The 63-page report, “‘All Five Fingers Are Not the Same’: Discrimination on Grounds of Gender Identity and Sexual Orientation in Sri Lanka,” finds that people who don’t conform to gender norms face arbitrary detention, mistreatment, and discrimination accessing employment, housing, and health care. The government should protect the rights of transgender people and others who face similar discrimination, Human Rights Watch said.

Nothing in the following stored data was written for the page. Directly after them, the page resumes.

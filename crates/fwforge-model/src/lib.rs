//! Object model for fwforge.
//!
//! The model is an identity-addressed arena of network entities: addresses,
//! services, interfaces, firewalls, clusters, groups, time intervals, rule
//! sets and rules. Cross-references between objects are [`ObjectId`] handles
//! into the arena; containment is a parent pointer plus an ordered child
//! list. Compilers never mutate the arena — they deep-copy rules out of it
//! and work on the copies.

pub mod address;
pub mod object;
pub mod rules;
pub mod service;
pub mod yaml;

pub use object::{
    DeviceType, InterfaceData, Object, ObjectId, ObjectKind, ObjectStore,
};
pub use rules::{
    Action, Direction, NatRuleData, PolicyRuleData, RoutingRuleData, RuleElement, RuleOptions,
    RuleSetData, RuleSetFamily,
};
pub use service::{PortRange, TcpFlags};

use thiserror::Error;

/// Address family a compile pass runs for.
#[derive(Debug, Clone, Copy, PartialEq, Eq, Hash)]
pub enum Family {
    V4,
    V6,
}

impl Family {
    pub fn as_str(&self) -> &'static str {
        match self {
            Family::V4 => "ipv4",
            Family::V6 => "ipv6",
        }
    }
}

impl std::fmt::Display for Family {
    fn fmt(&self, f: &mut std::fmt::Formatter<'_>) -> std::fmt::Result {
        f.write_str(self.as_str())
    }
}

#[derive(Debug, Error)]
pub enum ModelError {
    #[error("unknown object '{0}'")]
    UnknownObject(String),
    #[error("duplicate object name '{0}'")]
    DuplicateName(String),
    #[error("object '{name}' is not usable here: {reason}")]
    BadReference { name: String, reason: String },
    #[error("failed to parse graph: {0}")]
    Parse(String),
    #[error(transparent)]
    Yaml(#[from] serde_yaml::Error),
    #[error(transparent)]
    Io(#[from] std::io::Error),
}
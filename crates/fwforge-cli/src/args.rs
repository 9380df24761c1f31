use clap::{Parser, Subcommand, ValueEnum};
use std::path::PathBuf;

#[derive(Debug, Parser)]
#[command(name = "fwforge", about = "Firewall policy compiler", version)]
pub struct Cli {
    #[command(subcommand)]
    pub command: Command,
}

#[derive(Debug, Subcommand)]
pub enum Command {
    /// Compile a firewall's rule sets into packet-filter configuration.
    Compile(CompileArgs),
    /// Dump the loaded object tree.
    Inspect(InspectArgs),
}

#[derive(Debug, Clone, Copy, PartialEq, Eq, ValueEnum)]
pub enum Backend {
    Iptables,
    IptablesRestore,
    IptablesRestoreEcho,
    Nftables,
}

#[derive(Debug, Parser)]
pub struct CompileArgs {
    /// Object graph document (YAML).
    pub graph: PathBuf,

    /// Name of the firewall object to compile.
    #[arg(short, long)]
    pub firewall: String,

    /// Target backend.
    #[arg(short, long, value_enum, default_value_t = Backend::Iptables)]
    pub backend: Backend,

    /// Write the result here instead of stdout.
    #[arg(short, long)]
    pub output: Option<PathBuf>,

    /// Trace one policy rule (by position) through every stage.
    #[arg(long, value_name = "N")]
    pub debug_policy_rule: Option<usize>,

    /// Trace one NAT rule (by position) through every stage.
    #[arg(long, value_name = "N")]
    pub debug_nat_rule: Option<usize>,

    /// Trace one routing rule (by position) through every stage.
    #[arg(long, value_name = "N")]
    pub debug_routing_rule: Option<usize>,
}

#[derive(Debug, Parser)]
pub struct InspectArgs {
    /// Object graph document (YAML).
    pub graph: PathBuf,
}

“All Sri Lankans, regardless of their gender identity or sexual orientation, should be able to exercise their rights without discrimination or abuse,” said Yuvraj Joshi, Gruber fellow in the lesbian, gay, bisexual, and transgender rights program at Human Rights Watch and author of the report. “While the government has begun to address these issues, it should urgently seek to eliminate laws and practices that discriminate on the basis of gender identity and sexual orientation.”

Human Rights Watch interviewed 61 lesbian, gay, bisexual, transgender, and intersex (LGBTI) people in four Sri Lankan cities. Sixteen of those interviewed, most of them transgender or men who have sex with men, said they had suffered sexual or physical abuse by the police. More than half of this group said that police had detained them without cause at least once.

Sri Lankan law currently provides no clear path to changing legal gender, HRW said. Transgender people are rarely able to obtain a national identity card and other official documents that reflect their preferred name and gender, exposing them to constant and humiliating scrutiny. “Krishan,” a 40-year-old transgender man in Colombo, said that the first question in job interviews is about his gender, not his qualifications.

The Health Ministry, working with the National Human Rights Commission, has proposed a procedure through which transgender people could change the gender on their documents after a diagnosis from a mental health professional. While that would be a step forward, the authorities should allow people to change their legal gender on all documents without requiring psychiatric diagnosis or medical treatment or procedures, Human Rights Watch said.